Caravaggio, Saint Jerome Writing, circa 1605–06. Via Wikimedia Commons.
There is no shortage of theories about how Caravaggio died, from lead poisoning caused by his paints to sunstroke, syphilis, or even an assassination by the Knights of Malta. The latest hypothesis, supported by close analysis of a skeleton believed to be Caravaggio’s, suggests that he died from sepsis caused by a badly infected wound. Research by scientists at Aix-Marseille Université, the University of Bologna, and the University of Verona, published in the latest volume of scholarly publication The Lancet Infectious Diseases, concluded that the 39-year-old artist died from “an infected wound that Caravaggio received during his last fight in Naples.”

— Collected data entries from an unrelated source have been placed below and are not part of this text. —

//! Append-only transcript of rendered messages.

use chrono::Utc;

use codechat_core::types::{EntryId, EntryStatus, Role, TranscriptEntry};

/// Ordered list of transcript entries.
///
/// Entries are never removed or reordered. The only mutation allowed after
/// append is resolving a pending entry to its final text.
#[derive(Debug, Clone, Default)]
pub struct Transcript {
    entries: Vec<TranscriptEntry>,
}

impl Transcript {
    pub fn new() -> Self {
        Self::default()
    }

    pub fn len(&self) -> usize {
        self.entries.len()
    }

    pub fn is_empty(&self) -> bool {
        self.entries.is_empty()
    }

    pub fn entries(&self) -> &[TranscriptEntry] {
        &self.entries
    }

    pub fn get(&self, id: EntryId) -> Option<&TranscriptEntry> {
        self.entries.get(id.0)
    }

    /// Most recent bot entry, if any.
    pub fn last_bot(&self) -> Option<&TranscriptEntry> {
        self.entries.iter().rev().find(|e| e.role == Role::Bot)
    }

    /// Entries still waiting for a response.
    pub fn pending(&self) -> impl Iterator<Item = &TranscriptEntry> {
        self.entries.iter().filter(|e| e.is_pending())
    }

    pub fn append(&mut self, role: Role, text: String, status: EntryStatus) -> EntryId {
        let id = EntryId(self.entries.len());
        let now = Utc::now();
        self.entries.push(TranscriptEntry {
            id,
            role,
            text,
            status,
            created_at: now,
            updated_at: now,
        });
        id
    }

    /// Replace the text of a pending entry and mark it final.
    ///
    /// Returns `false` when the entry does not exist or is already final.
    pub fn resolve(&mut self, id: EntryId, text: String) -> bool {
        match self.entries.get_mut(id.0) {
            Some(entry) if entry.is_pending() => {
                entry.text = text;
                entry.status = EntryStatus::Final;
                entry.updated_at = Utc::now();
                true
            }
            _ => false,
        }
    }
}
pub mod config;
pub mod error;
pub mod types;

pub use config::CodechatConfig;
pub use error::{CodechatError, Result};
pub use types::*;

The new findings are based on analysis of a skeleton the researchers believe is that of Caravaggio. Of the skeletons in the cemetery in Porto Ercole, Tuscany, where the artist was allegedly buried, the scientists found nine matching the known physical proportions of Caravaggio, but only one dating to the early 17th century. Comparing DNA from that skeleton with other men named Merisi or Merisio—Caravaggio’s full name was Michelangelo Merisi da Caravaggio—supported their theory that it was in fact the artist’s skeleton. The prognosis of sepsis, or blood infection, brought on by the bacterium Staphylococcus aureus, is based on analysis of that skeleton’s teeth cross-referenced with two types of DNA analysis.
The study’s authors conclude: “Converging elements supporting this hypothesis also showed that this death is plausible in the context of Caravaggio’s life.” Indeed, Caravaggio’s short life was famously tumultuous and involved about as much violence as the scenes he rendered in his famous chiaroscuro style. After killing Ranuccio Tomassoni in 1606, Caravaggio fled Rome and spent the the next four years traveling between Naples, Malta, and Sicily. He was on his way from Naples back to Rome, in hopes of securing a pardon, when he died.